Ripple’s (XRP) chief legal officer, Stuart Alderoty, asserted that Gary Gensler, the U.S. Securities and Exchange Commission (SEC) Chairman, is set to make statements that may be misleading during his appearance before the Senate Committee on Financial Services.
In a Sept. 27 post on his X(formerly Twitter) account, Alderoty contended that Gensler might assert the existence of a ‘crypto asset securities market’ and suggest that tokens inherently qualify as investment contracts.
According to Alderoty, this statement is false, considering Judge Analisa Torres’ landmark ruling in Ripple’s case against the financial watchdog. He said:
“Perhaps just one representative will read this line from the Court’s 7/13/23 decision in the Ripple case: “XRP, as a digital token, is not in and of itself a “contract, transaction[,], or scheme” that embodies the Howey requirements of an investment contract.”
What Gensler plans to say
SEC Chair Gensler is set to double down on his views that the crypto industry falls under the purview of the Commission, according to his written testimony for the Senate Committee on Financial Services.
Gensler reiterated his opinion that “most crypto tokens are subject to the securities laws,” adding that the crypto industry was rife with non-compliance with existing laws. Per his statement, crypto intermediaries, like exchanges, must also comply with securities laws.

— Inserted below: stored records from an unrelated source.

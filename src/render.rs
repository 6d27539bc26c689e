use maud::{html, Markup, PreEscaped, DOCTYPE};
use pulldown_cmark::{Event, Options, Parser, Tag};
use time::{format_description::well_known::Rfc3339, OffsetDateTime};

use crate::chat::{
    store::SessionStore,
    view::{message_view, split_roster, status_line, MessageView},
    Status, User, UserId, AVATARS, COLORS, CUSTOM_STATUS_MAX, MESSAGE_MAX, NICKNAME_MAX,
};

fn page(heading: &str, body: Markup) -> Markup {
    html! {
        (DOCTYPE)
        html lang="en" {
            head {
                meta charset="utf-8";
                meta name="viewport" content="width=device-width, initial-scale=1";
                title { (heading) }
                link rel="stylesheet" href="/static/chat.css";
            }
            body { (body) }
        }
    }
}

fn is_script_url(url: &str) -> bool {
    let url = url.trim_start().to_ascii_lowercase();
    url.starts_with("javascript:") || url.starts_with("data:") || url.starts_with("vbscript:")
}

/// Message text as markdown. Raw HTML in the source is shown as text.
pub fn markdown(text: &str) -> PreEscaped<String> {
    let parser = Parser::new_ext(text, Options::ENABLE_STRIKETHROUGH).map(|event| match event {
        Event::Html(raw) | Event::InlineHtml(raw) => Event::Text(raw),
        Event::Start(Tag::Link { link_type, dest_url, title, id }) if is_script_url(&dest_url) => {
            Event::Start(Tag::Link { link_type, dest_url: "#".into(), title, id })
        }
        _ => event,
    });

    let mut html_output = String::new();
    pulldown_cmark::html::push_html(&mut html_output, parser);
    PreEscaped(html_output)
}

/// UTC `HH:MM`; the page script rewrites it in the reader's local time.
fn clock(timestamp: OffsetDateTime) -> Markup {
    let datetime = timestamp.format(&Rfc3339).unwrap_or_default();
    html! {
        time datetime=(datetime) { (format!("{:02}:{:02}", timestamp.hour(), timestamp.minute())) }
    }
}

fn avatar(user: &User, class: &str) -> Markup {
    html! {
        span class=(class) style={ "background-color: " (user.color) } { (user.avatar) }
    }
}

pub fn registration_page(error: Option<&str>) -> Markup {
    page("Join the chat", html! {
        main.card {
            h1 { "Welcome to the chat!" }
            p.muted { "Create your profile and start talking" }
            @if let Some(error) = error {
                p.error { (error) }
            }
            form method="post" action="/register" {
                label for="nickname" { "Your nickname" }
                input #nickname type="text" name="nickname" maxlength=(NICKNAME_MAX)
                    placeholder="Enter a nickname..." autocomplete="off" required;

                fieldset.avatars {
                    legend { "Pick an avatar" }
                    @for (i, glyph) in AVATARS.iter().enumerate() {
                        label.choice {
                            input type="radio" name="avatar" value=(glyph) checked[i == 0];
                            span { (glyph) }
                        }
                    }
                }

                fieldset.colors {
                    legend { "Pick a profile color" }
                    @for (i, color) in COLORS.iter().enumerate() {
                        label.choice {
                            input type="radio" name="color" value=(color) checked[i == 0];
                            span.swatch style={ "background-color: " (color) } {}
                        }
                    }
                }

                button #join type="submit" { "Start chatting" }
            }
        }
    })
}

fn roster_row(user: &User, current: Option<UserId>) -> Markup {
    let is_you = Some(user.id) == current;
    html! {
        div.user.you[is_you] {
            (avatar(user, "avatar"))
            span.dot.online[user.status == Status::Online] {}
            div {
                p.name {
                    (user.nickname)
                    @if is_you {
                        " " span.you-tag { "(you)" }
                    }
                }
                p.status { (status_line(user)) }
            }
        }
    }
}

pub fn roster_panel(roster: &[User], current: Option<UserId>) -> Markup {
    let split = split_roster(roster);
    html! {
        div.roster-head {
            h2 { "Participants" }
            p.muted { (split.online.len()) " online • " (roster.len()) " total" }
        }
        @if !split.online.is_empty() {
            h3 { "Online — " (split.online.len()) }
            @for user in &split.online {
                (roster_row(user, current))
            }
        }
        @if !split.offline.is_empty() {
            hr;
            h3 { "Offline — " (split.offline.len()) }
            @for user in &split.offline {
                (roster_row(user, current))
            }
        }
    }
}

pub fn message_item(view: MessageView<'_>) -> Markup {
    match view {
        MessageView::Announcement(message) => html! {
            div.announcement { (message.text) }
        },
        MessageView::Bubble { message, sender, own } => html! {
            div.message.own[own] {
                @if !own {
                    @if let Some(user) = sender {
                        (avatar(user, "avatar"))
                    }
                }
                div.body {
                    @if !own {
                        @if let Some(user) = sender {
                            p.sender style={ "color: " (user.color) } { (user.nickname) }
                        }
                    }
                    div.bubble { (markdown(&message.text)) }
                    p.time { (clock(message.timestamp)) }
                }
            }
        },
    }
}

pub fn room_page(store: &SessionStore, me: &User, error: Option<&str>) -> Markup {
    let roster = store.roster();
    page("Common room", html! {
        div.room {
            aside #roster { (roster_panel(roster, Some(me.id))) }
            section.chat {
                header.topbar {
                    h1 { "Common room" }
                    form method="post" action="/guests" {
                        button.ghost type="submit" { "Invite a guest" }
                    }
                    a.me href="/profile" title="Edit profile" { (avatar(me, "avatar big")) }
                }
                div #messages {
                    @for message in store.messages() {
                        (message_item(message_view(message, roster, Some(me.id))))
                    }
                }
                @if let Some(error) = error {
                    p.error.composer-error { (error) }
                }
                form #composer method="post" action="/send" {
                    input #text type="text" name="text" maxlength=(MESSAGE_MAX)
                        placeholder="Write a message..." autocomplete="off";
                    button #send type="submit" { "Send" }
                }
            }
        }
        script src="/static/chat.js" {}
    })
}

pub fn profile_page(user: &User, error: Option<&str>) -> Markup {
    page("Profile", html! {
        main.card {
            div.profile-head {
                (avatar(user, "avatar huge"))
                h2 { (user.nickname) }
                p.muted { "ID: " (user.id.short()) }
            }
            @if let Some(error) = error {
                p.error { (error) }
            }
            form method="post" action="/profile" {
                label for="profile_link" { "Profile link" }
                input #profile_link type="text" name="profile_link" value=(user.profile_link)
                    placeholder="@nickname";

                label for="custom_status" { "Custom status" }
                input #custom_status type="text" name="custom_status" value=(user.custom_status)
                    maxlength=(CUSTOM_STATUS_MAX) placeholder="Tell people about yourself...";

                button type="submit" { "Save changes" }
                a.button.ghost href="/" { "Cancel" }
            }
            dl.facts {
                dt { "Status:" }
                dd {
                    @match user.status {
                        Status::Online => { "Online" }
                        Status::Offline => { "Offline" }
                    }
                }
                dt { "Profile color:" }
                dd { span.swatch style={ "background-color: " (user.color) } {} }
            }
        }
    })
}
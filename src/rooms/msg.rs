use std::sync::Arc;

use axum::{
    debug_handler,
    extract::State,
    http::StatusCode,
    response::{Html, IntoResponse, Redirect, Response},
    Form,
};
use tower_sessions::Session;

use crate::{
    chat::forms::{ComposerForm, FormError},
    render,
    session::{ChatHandle, ChatRegistry},
    AppResult, AppState, Config,
};

/// Blank text is not an error, it just sends nothing. Returns whether a
/// message was appended.
pub(crate) async fn send_msg(
    chat: &ChatHandle,
    config: &Config,
    form: &ComposerForm,
) -> Result<bool, FormError> {
    let text = match form.validate() {
        Ok(text) => text,
        Err(FormError::EmptyMessage) => return Ok(false),
        Err(err) => return Err(err),
    };

    if !chat.send(text).await {
        return Ok(false);
    }

    chat.maybe_guest_reply(config.guest_reply_chance).await;
    Ok(true)
}

#[debug_handler(state = AppState)]
pub(crate) async fn send(
    State(chats): State<ChatRegistry>,
    State(config): State<Arc<Config>>,
    session: Session,

    Form(form): Form<ComposerForm>,
) -> AppResult<Response> {
    let Some(chat) = chats.find(&session).await? else {
        return Ok(Redirect::to("/").into_response());
    };

    let Err(err) = send_msg(&chat, &config, &form).await else {
        return Ok(Redirect::to("/").into_response());
    };

    let store = chat.lock().await;
    let Some(me) = store.current() else {
        return Ok(Redirect::to("/").into_response());
    };
    let page = render::room_page(&store, me, Some(&err.to_string()));
    Ok((StatusCode::UNPROCESSABLE_ENTITY, Html(page.into_string())).into_response())
}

The SEC Chair further touted some of the rule-making efforts of the Commission, saying:
“The SEC also has addressed the crypto security markets through rulemaking. We issued a reopening release that reiterated the applicability of existing rules to platforms that trade crypto asset securities, including so-called “DeFi” systems. This release also provided supplemental information for systems that would be included in a new, proposed exchange definition.”
He concluded that the SEC has brought enforcement actions against wrongdoers to promote investor protection.
Gensler’s strict regulatory approach towards the crypto industry has drawn criticism from stakeholders who have highlighted how the SEC was stretching decades-old securities laws to emerging crypto finance models like decentralized autonomous organizations (DAOs) and decentralized finance (DeFi) protocols.